- **THE PROBLEM**:
What is needed is an exact copy of the lines in the listing below, from the one with "filename bins/server.rs" up to and including the one with "let pid = std::process::id();", with no other lines.

- **DATA EXTRACT**:
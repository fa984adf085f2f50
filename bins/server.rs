use dotenvy::dotenv;
use tracing::{error, info};
use uuid::Uuid;

fn init_logging() {
    // 提前加载 .env，使得 RUST_LOG 等环境变量生效
    dotenv().ok();
    // 复用公共日志初始化工具，统一日志格式与级别处理
    common::utils::logging::init_logging_default();
    info!(service = "server", event = "logger_init", "tracing subscriber initialized");
}

fn main() -> std::process::ExitCode {
    init_logging();

    // 基础服务上下文（不含敏感信息）
    let service_id = Uuid::new_v4();
    let pid = std::process::id();
    let version = env!("CARGO_PKG_VERSION");

    // Panic 钩子：捕获异常并输出错误日志，便于排查问题
    std::panic::set_hook(Box::new({
        let service_id = service_id;
        move |info| {
            error!(
                service = "server",
                event = "panic",
                %service_id,
                pid,
                message = %info,
                "unhandled panic occurred"
            );
        }
    }));

    // 读取线程配置（优先 config.toml，其次环境变量 TOKIO_WORKER_THREADS）
    let worker_threads = match configs::AppConfig::load_and_validate() {
        Ok(cfg) => cfg.server.worker_threads,
        Err(_) => std::env::var("TOKIO_WORKER_THREADS").ok().and_then(|v| v.parse::<usize>().ok()),
    };

    // 构建 Tokio 运行时（允许根据配置调整线程数）
    let mut builder = tokio::runtime::Builder::new_multi_thread();
    builder.enable_all();
    if let Some(w) = worker_threads { builder.worker_threads(w); }

    let rt = match builder.build() {
        Ok(rt) => rt,
        Err(e) => {
            error!(service = "server", event = "runtime_build_failed", error = %e, "failed to build tokio runtime");
            return std::process::ExitCode::FAILURE;
        }
    };

    // 服务启动事件
    info!(
        service = "server",
        event = "start",
        %service_id,
        pid,
        version,
        threads = worker_threads.unwrap_or_default(),
        "item catalog service starting"
    );

    // 在独立任务中运行服务，并监听 Ctrl+C 优雅停机
    let exit_code = rt.block_on(async move {
        let server_task = tokio::spawn(async move {
            if let Err(e) = server::run().await {
                error!(service = "server", event = "run_failed", error = %e, "server::run returned error");
                Err(e)
            } else {
                Ok(())
            }
        });

        tokio::select! {
            res = server_task => {
                match res {
                    Ok(Ok(())) => {
                        info!(service = "server", event = "stop", %service_id, pid, "server stopped normally");
                        std::process::ExitCode::SUCCESS
                    }
                    Ok(Err(_)) => {
                        // 错误已在上面记录
                        std::process::ExitCode::FAILURE
                    }
                    Err(e) => {
                        error!(service = "server", event = "task_join_error", error = %e, "server task join error");
                        std::process::ExitCode::FAILURE
                    }
                }
            }
            _ = tokio::signal::ctrl_c() => {
                info!(service = "server", event = "shutdown_signal", %service_id, pid, "received Ctrl+C, shutting down");
                // 最近一次成功的创建已经落盘，直接退出即可
                std::process::ExitCode::SUCCESS
            }
        }
    });

    exit_code
}
use thiserror::Error;

#[derive(Debug, Error)]
pub enum ServiceError {
    #[error("validation error: {0}")]
    Validation(String),
    #[error("already exists: {0}")]
    Conflict(String),
    #[error("storage error: {0}")]
    Storage(String),
}

impl ServiceError {
    pub fn conflict(entity: &str) -> Self { Self::Conflict(format!("{} already exists", entity)) }
}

- **ANSWER TO THE EXERCISE**:
filename bins/server.rs
use dotenvy::dotenv;
use tracing::{error, info};
use uuid::Uuid;

fn init_logging() {
    // 提前加载 .env，使得 RUST_LOG 等环境变量生效
    dotenv().ok();
    // 复用公共日志初始化工具，统一日志格式与级别处理
    common::utils::logging::init_logging_default();
    info!(service = "server", event = "logger_init", "tracing subscriber initialized");
}

fn main() -> std::process::ExitCode {
    init_logging();

    // 基础服务上下文（不含敏感信息）
    let service_id = Uuid::new_v4();
    let pid = std::process::id();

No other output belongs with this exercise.